My Personal Story: Kimchee on the Seder Plate

One year my mother put kimchee, a spicy, pickled cabbage condiment, on our seder plate. My Korean mother thought it was a reasonable substitution since both kimchee and horseradish elicit a similar sting in the mouth, the same clearing of the nostrils. She also liked kimchee on gefilte fish and matza. “Kimchee just like maror, but better,” she said. I resigned myself to the fact that we were never going to be a “normal” Jewish family.
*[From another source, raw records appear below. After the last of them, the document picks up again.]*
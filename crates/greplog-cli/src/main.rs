use std::io::{self, IsTerminal, Write};
use std::path::{Path, PathBuf};
use std::process;

use clap::{Parser, Subcommand};
use greplog_eval::{Aggregator, LineProcessor, Report, Sink, WriterSink, feed_file};
use greplog_parser::{
    CrunchConfig, ParserError, SUGGEST_HEADER, SourceScanner, Suggestion, parse_config_file,
    render_block,
};
use tracing::warn;
use tracing_subscriber::EnvFilter;

#[derive(Parser)]
#[command(name = "greplog")]
#[command(about = "Count log lines per regex pattern and suggest patterns from source code")]
#[command(version)]
struct Cli {
    #[command(subcommand)]
    command: Commands,
}

#[derive(Subcommand)]
enum Commands {
    /// Classify log lines against a pattern config and report counts and rates
    ///
    /// Lines of the form `HH:MM:SS.mmm SEVERITY message` are counted per
    /// severity and per first matching pattern. A `YYYY-MM-DD` date in a log
    /// file's name sets the day for its events; otherwise today is used.
    Crunch {
        /// Pattern config file (must contain a `greplogconfig` marker line)
        config: PathBuf,

        /// Log files, processed in order into one set of statistics
        logs: Vec<PathBuf>,

        /// Print the report as JSON instead of text
        #[arg(long)]
        json: bool,

        /// Pretty-print JSON output
        #[arg(short, long, requires = "json")]
        pretty: bool,
    },

    /// Suggest patterns from slf4j-style logging calls in source files
    Suggest {
        /// Source files to scan
        #[arg(required = true)]
        sources: Vec<PathBuf>,
    },
}

fn main() {
    init_logging();
    let cli = Cli::parse();

    match cli.command {
        Commands::Crunch {
            config,
            logs,
            json,
            pretty,
        } => cmd_crunch(config, logs, json, pretty),
        Commands::Suggest { sources } => cmd_suggest(sources),
    }
}

/// Diagnostics go to stderr; `RUST_LOG` overrides the default `warn` level.
fn init_logging() {
    let filter = EnvFilter::try_from_default_env().unwrap_or_else(|_| EnvFilter::new("warn"));
    tracing_subscriber::fmt()
        .with_env_filter(filter)
        .with_writer(io::stderr)
        .with_ansi(io::stderr().is_terminal())
        .with_target(false)
        .init();
}

// ---------------------------------------------------------------------------
// Subcommand implementations
// ---------------------------------------------------------------------------

fn cmd_crunch(config_path: PathBuf, log_paths: Vec<PathBuf>, json: bool, pretty: bool) {
    let config = load_config(&config_path);
    let mut out = WriterSink::new(io::stdout().lock());

    let mut notes = config.notes.clone();
    notes.push(format!("Config: {} patterns loaded.", config.patterns.len()));
    for note in &notes {
        if json {
            eprintln!("{note}");
        } else {
            emit_or_exit(&mut out, note);
        }
    }

    let mut aggregator = match Aggregator::from_config(&config) {
        Ok(a) => a,
        Err(e) => {
            eprintln!("Error compiling patterns from {}: {e}", config_path.display());
            process::exit(1);
        }
    };

    for path in &log_paths {
        if let Err(e) = feed_file(path, &mut aggregator) {
            warn!(file = %path.display(), error = %e, "Skipping unreadable log file");
        }
    }

    let report = Report::from_aggregator(&aggregator);
    if json {
        print_json(&report, pretty);
    } else if let Err(e) = report.render(&mut out) {
        exit_on_write_error(e);
    }
    if let Err(e) = out.flush() {
        exit_on_write_error(e);
    }
}

fn cmd_suggest(source_paths: Vec<PathBuf>) {
    let mut out = WriterSink::new(io::stdout().lock());
    for line in SUGGEST_HEADER {
        emit_or_exit(&mut out, line);
    }

    for path in &source_paths {
        let mut collector = SuggestionCollector::default();
        if let Err(e) = feed_file(path, &mut collector) {
            warn!(file = %path.display(), error = %e, "Skipping unreadable source file");
            continue;
        }
        for line in render_block(&path.display().to_string(), &collector.suggestions) {
            emit_or_exit(&mut out, &line);
        }
    }
    if let Err(e) = out.flush() {
        exit_on_write_error(e);
    }
}

// ---------------------------------------------------------------------------
// Helpers
// ---------------------------------------------------------------------------

/// Runs a fresh scanner over one source file.
#[derive(Default)]
struct SuggestionCollector {
    scanner: SourceScanner,
    suggestions: Vec<Suggestion>,
}

impl LineProcessor for SuggestionCollector {
    fn process(&mut self, line: &str, _source: &str) {
        self.suggestions.extend(self.scanner.scan_line(line));
    }
}

fn load_config(path: &Path) -> CrunchConfig {
    match parse_config_file(path) {
        Ok(c) => c,
        Err(ParserError::MissingMarker) => {
            eprintln!(
                "Config {} does not contain the \"greplogconfig\" marker line; refusing to use it.",
                path.display()
            );
            process::exit(1);
        }
        Err(e) => {
            eprintln!("Error loading config {}: {e}", path.display());
            process::exit(1);
        }
    }
}

fn emit_or_exit<W: Write>(out: &mut WriterSink<W>, line: &str) {
    if let Err(e) = out.emit(line) {
        exit_on_write_error(e);
    }
}

fn exit_on_write_error(e: io::Error) -> ! {
    // A closed pipe (e.g. `| head`) is a normal way to stop reading.
    if e.kind() == io::ErrorKind::BrokenPipe {
        process::exit(0);
    }
    eprintln!("Error writing output: {e}");
    process::exit(1);
}

fn print_json(value: &impl serde::Serialize, pretty: bool) {
    let json = if pretty {
        serde_json::to_string_pretty(value)
    } else {
        serde_json::to_string(value)
    };
    match json {
        Ok(j) => println!("{j}"),
        Err(e) => {
            eprintln!("JSON serialization error: {e}");
            process::exit(1);
        }
    }
}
I grew up part of the “mixed multitude” of our people: an Ashkenazi, Reform Jewish father, a Korean Buddhist mother. I was born in Seoul and moved to Tacoma, Washington, at the age of five. Growing up, I knew my family was atypical, yet we were made to feel quite at home in our synagogue and community. My Jewish education began in my synagogue preschool, extended through cantorial and rabbinical school at Hebrew Union College (HUC), and continues today. I was the first Asian American to graduate from the rabbinical program at HUC, but definitely not the last--a Chinese American rabbi graduated the very next year, and I am sure others will follow.

As a child, I believed that my sister and I were the “only ones” in the Jewish community--the only ones with Asian faces, the only ones whose family trees didn’t have roots in Eastern Europe, the only ones with kimchee on the seder plate. But as I grew older, I began to see myself reflected in the Jewish community. I was the only multiracial Jew at my Jewish summer camp in 1985; when I was a song-leader a decade later, there were a dozen. I have met hundreds of people in multiracial Jewish families in the Northeast through the Multiracial Jewish Network. Social scientist Gary Tobin numbers interracial Jewish families in the hundreds of thousands in North America.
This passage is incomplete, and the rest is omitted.